[Exercise description]
Go to the line holding "use lazy_static::lazy_static;" in the entries below and write out exactly every line down to and including the line holding "for entry in".

+++ Data shown +++

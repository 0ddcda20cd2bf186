use std::collections::HashMap;

use lazy_static::lazy_static;
use regex::Regex;

use crate::extract::clean::{clean_nonempty, clean_value, parse_float, parse_int};
use crate::model::{Ingredient, Instruction, NutritionalInfo, Quantity, Recipe};

lazy_static! {
    // Log lines announcing one extracted recipe field. (?s) lets the value
    // run across embedded newlines to the end of the entry.
    static ref KEY_ITEM: Regex = Regex::new(
        r"(?s)^__standard__: Key item '([^']+)' extracted successfully: (.+)$"
    )
    .unwrap();
}

/// Scan the run log into a key/value map. Values are trimmed and
/// placeholder-blanked; when a key appears on several lines the last one wins.
pub fn extract_key_values(log: &[String]) -> HashMap<String, String> {
    let mut values = HashMap::new();
    for entry in log {
        if let Some(captures) = KEY_ITEM.captures(entry) {
            values.insert(captures[1].to_string(), clean_value(&captures[2]));
        }
    }
    values
}

/// Assemble a recipe record from the extracted key/value map.
///
/// Every field is independent: a value that is missing, blank, or fails its
/// coercion is left out of the record rather than failing the whole recipe.
pub fn build_recipe(values: &HashMap<String, String>) -> Recipe {
    Recipe {
        name: string_field(values, "name"),
        description: string_field(values, "description"),
        image_url: string_field(values, "imageUrl"),
        source_url: string_field(values, "sourceUrl"),
        source_type: string_field(values, "sourceType"),
        prep_time: int_field(values, "prepTime"),
        cook_time: int_field(values, "cookTime"),
        servings: int_field(values, "servings"),
        difficulty: string_field(values, "difficulty"),
        cuisine: string_field(values, "cuisine"),
        tags: tags_field(values),
        ingredients: ingredients_field(values),
        instructions: instructions_field(values),
        nutritional_info: nutritional_field(values),
    }
}

fn string_field(values: &HashMap<String, String>, key: &str) -> Option<String> {
    values.get(key).filter(|value| !value.is_empty()).cloned()
}

fn int_field(values: &HashMap<String, String>, key: &str) -> Option<i64> {
    values
        .get(key)
        .filter(|value| !value.is_empty())
        .and_then(|value| parse_int(value))
}

/// Tag list: each element cleaned, empties dropped, whole field omitted when
/// nothing survives.
fn tags_field(values: &HashMap<String, String>) -> Option<Vec<String>> {
    let raw = values.get("tags").filter(|value| !value.is_empty())?;
    let tags: Vec<String> = serde_json::from_str(raw).ok()?;
    let cleaned: Vec<String> = tags
        .iter()
        .filter_map(|tag| clean_nonempty(tag))
        .collect();
    (!cleaned.is_empty()).then_some(cleaned)
}

fn ingredients_field(values: &HashMap<String, String>) -> Option<Vec<Ingredient>> {
    let raw = values.get("ingredients").filter(|value| !value.is_empty())?;
    let ingredients: Vec<Ingredient> = serde_json::from_str(raw).ok()?;
    Some(ingredients.into_iter().map(clean_ingredient).collect())
}

fn clean_ingredient(mut ingredient: Ingredient) -> Ingredient {
    ingredient.item_id = ingredient.item_id.map(|value| clean_value(&value));
    ingredient.unit = ingredient.unit.map(|value| clean_value(&value));
    ingredient.notes = ingredient.notes.map(|value| clean_value(&value));
    ingredient.quantity = coerce_quantity(ingredient.quantity);
    ingredient
}

/// Quantity strings become numbers when they parse and the empty string when
/// they do not. Values already numeric, already empty, or absent pass through.
fn coerce_quantity(quantity: Option<Quantity>) -> Option<Quantity> {
    match quantity {
        Some(Quantity::Text(raw)) if !raw.is_empty() => {
            let cleaned = clean_value(&raw);
            if cleaned.is_empty() {
                return Some(Quantity::Text(String::new()));
            }
            Some(match cleaned.parse::<f64>() {
                Ok(number) => Quantity::Number(number),
                Err(_) => Quantity::Text(String::new()),
            })
        }
        other => other,
    }
}

fn instructions_field(values: &HashMap<String, String>) -> Option<Vec<Instruction>> {
    let raw = values
        .get("instructions")
        .filter(|value| !value.is_empty())?;
    let instructions: Vec<Instruction> = serde_json::from_str(raw).ok()?;
    Some(
        instructions
            .into_iter()
            .map(|mut step| {
                step.instruction = step.instruction.map(|value| clean_value(&value));
                step.image_url = step.image_url.map(|value| clean_value(&value));
                step
            })
            .collect(),
    )
}

/// Nutrition facts: each of the eight known fields is kept only when it
/// parses as a number strictly greater than zero; the sub-object is omitted
/// when none qualifies.
fn nutritional_field(values: &HashMap<String, String>) -> Option<NutritionalInfo> {
    let field = |key: &str| {
        values
            .get(key)
            .and_then(|value| parse_float(value))
            .filter(|number| *number > 0.0)
    };

    let info = NutritionalInfo {
        total_calories: field("totalCalories"),
        calories_per_serving: field("caloriesPerServing"),
        protein: field("protein"),
        carbs: field("carbs"),
        fat: field("fat"),
        fiber: field("fiber"),
        sugar: field("sugar"),
        sodium: field("sodium"),
    };

    (!info.is_empty()).then_some(info)
}

#[cfg(test)]
mod tests {
    use super::*;

    fn key_item(key: &str, value: &str) -> String {
        format!("__standard__: Key item '{key}' extracted successfully: {value}")
    }

    fn recipe_from(lines: &[String]) -> Recipe {
        build_recipe(&extract_key_values(lines))
    }

    #[test]
    fn test_last_write_wins() {
        let log = vec![key_item("servings", "4"), key_item("servings", "6")];
        assert_eq!(recipe_from(&log).servings, Some(6));
    }

    #[test]
    fn test_value_spans_multiple_lines() {
        let log = vec![key_item(
            "description",
            "A rich stew.\nBest served the next day.",
        )];
        assert_eq!(
            recipe_from(&log).description.as_deref(),
            Some("A rich stew.\nBest served the next day.")
        );
    }

    #[test]
    fn test_non_matching_lines_are_ignored() {
        let log = vec![
            "__standard__: pipeline started".to_string(),
            "Key item 'name' extracted successfully: no prefix".to_string(),
        ];
        assert_eq!(recipe_from(&log), Recipe::default());
    }

    #[test]
    fn test_placeholder_values_are_omitted() {
        let log = vec![key_item("name", "Unknown"), key_item("cuisine", "N/A")];
        let recipe = recipe_from(&log);
        assert!(recipe.name.is_none());
        assert!(recipe.cuisine.is_none());
    }

    #[test]
    fn test_integer_coercion_failure_skips_field() {
        let log = vec![
            key_item("prepTime", "about an hour"),
            key_item("cookTime", "45"),
        ];
        let recipe = recipe_from(&log);
        assert!(recipe.prep_time.is_none());
        assert_eq!(recipe.cook_time, Some(45));
    }

    #[test]
    fn test_tags_cleaned_and_empties_dropped() {
        let log = vec![key_item("tags", r#"["Unknown", "spicy", ""]"#)];
        assert_eq!(recipe_from(&log).tags, Some(vec!["spicy".to_string()]));
    }

    #[test]
    fn test_tags_all_placeholders_omits_field() {
        let log = vec![key_item("tags", r#"["Unknown", "N/A"]"#)];
        assert!(recipe_from(&log).tags.is_none());
    }

    #[test]
    fn test_tags_malformed_json_omits_field() {
        let log = vec![key_item("tags", r#"["spicy""#)];
        assert!(recipe_from(&log).tags.is_none());
    }

    #[test]
    fn test_ingredient_cleaning() {
        let log = vec![key_item(
            "ingredients",
            r#"[{"itemId": " flour ", "quantity": "two", "unit": "Unknown", "notes": "sifted"}]"#,
        )];

        let ingredients = recipe_from(&log).ingredients.unwrap();
        let ingredient = &ingredients[0];

        assert_eq!(ingredient.item_id.as_deref(), Some("flour"));
        assert_eq!(ingredient.quantity, Some(Quantity::Text(String::new())));
        assert_eq!(ingredient.unit.as_deref(), Some(""));
        assert_eq!(ingredient.notes.as_deref(), Some("sifted"));
    }

    #[test]
    fn test_ingredient_quantity_parses_to_number() {
        let log = vec![key_item(
            "ingredients",
            r#"[{"itemId": "milk", "quantity": " 2.5 "}, {"itemId": "eggs", "quantity": 3}]"#,
        )];

        let ingredients = recipe_from(&log).ingredients.unwrap();
        assert_eq!(ingredients[0].quantity, Some(Quantity::Number(2.5)));
        assert_eq!(ingredients[1].quantity, Some(Quantity::Number(3.0)));
    }

    #[test]
    fn test_ingredient_empty_quantity_passes_through() {
        let log = vec![key_item(
            "ingredients",
            r#"[{"itemId": "salt", "quantity": ""}]"#,
        )];

        let ingredients = recipe_from(&log).ingredients.unwrap();
        assert_eq!(ingredients[0].quantity, Some(Quantity::Text(String::new())));
    }

    #[test]
    fn test_empty_ingredient_list_is_kept() {
        // An empty array parsed successfully still records the field.
        let log = vec![key_item("ingredients", "[]")];
        assert_eq!(recipe_from(&log).ingredients, Some(Vec::new()));
    }

    #[test]
    fn test_instruction_cleaning() {
        let log = vec![key_item(
            "instructions",
            r#"[{"instruction": " Preheat the oven. ", "imageUrl": "N/A"}]"#,
        )];

        let instructions = recipe_from(&log).instructions.unwrap();
        assert_eq!(
            instructions[0].instruction.as_deref(),
            Some("Preheat the oven.")
        );
        assert_eq!(instructions[0].image_url.as_deref(), Some(""));
    }

    #[test]
    fn test_nutritional_zero_values_are_dropped() {
        let log = vec![
            key_item("protein", "0"),
            key_item("carbs", "32.5"),
            key_item("fat", "not a number"),
        ];

        let info = recipe_from(&log).nutritional_info.unwrap();
        assert!(info.protein.is_none());
        assert_eq!(info.carbs, Some(32.5));
        assert!(info.fat.is_none());
    }

    #[test]
    fn test_nutritional_info_omitted_when_no_field_qualifies() {
        let log = vec![key_item("protein", "0"), key_item("sugar", "-1")];
        assert!(recipe_from(&log).nutritional_info.is_none());
    }

    #[test]
    fn test_full_recipe_assembly() {
        let log = vec![
            key_item("name", "Chicken Teriyaki"),
            key_item("sourceType", "youtube"),
            key_item("prepTime", "15"),
            key_item("servings", "4"),
            key_item("tags", r#"["japanese", "weeknight"]"#),
            key_item(
                "ingredients",
                r#"[{"itemId": "chicken thigh", "quantity": "500", "unit": "g"}]"#,
            ),
            key_item(
                "instructions",
                r#"[{"instruction": "Sear the chicken."}, {"instruction": "Add the sauce."}]"#,
            ),
            key_item("totalCalories", "640"),
        ];

        let recipe = recipe_from(&log);

        assert_eq!(recipe.name.as_deref(), Some("Chicken Teriyaki"));
        assert_eq!(recipe.source_type.as_deref(), Some("youtube"));
        assert_eq!(recipe.prep_time, Some(15));
        assert_eq!(recipe.servings, Some(4));
        assert_eq!(recipe.tags.as_ref().unwrap().len(), 2);
        assert_eq!(
            recipe.ingredients.as_ref().unwrap()[0].quantity,
            Some(Quantity::Number(500.0))
        );
        assert_eq!(recipe.instructions.as_ref().unwrap().len(), 2);
        assert_eq!(
            recipe.nutritional_info.as_ref().unwrap().total_calories,
            Some(640.0)
        );
    }
}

+++

[Exercise output]
use lazy_static::lazy_static;
use regex::Regex;

use crate::extract::clean::{clean_nonempty, clean_value, parse_float, parse_int};
use crate::model::{Ingredient, Instruction, NutritionalInfo, Quantity, Recipe};

lazy_static! {
    // Log lines announcing one extracted recipe field. (?s) lets the value
    // run across embedded newlines to the end of the entry.
    static ref KEY_ITEM: Regex = Regex::new(
        r"(?s)^__standard__: Key item '([^']+)' extracted successfully: (.+)$"
    )
    .unwrap();
}

/// Scan the run log into a key/value map. Values are trimmed and
/// placeholder-blanked; when a key appears on several lines the last one wins.
pub fn extract_key_values(log: &[String]) -> HashMap<String, String> {
    let mut values = HashMap::new();
    for entry in log {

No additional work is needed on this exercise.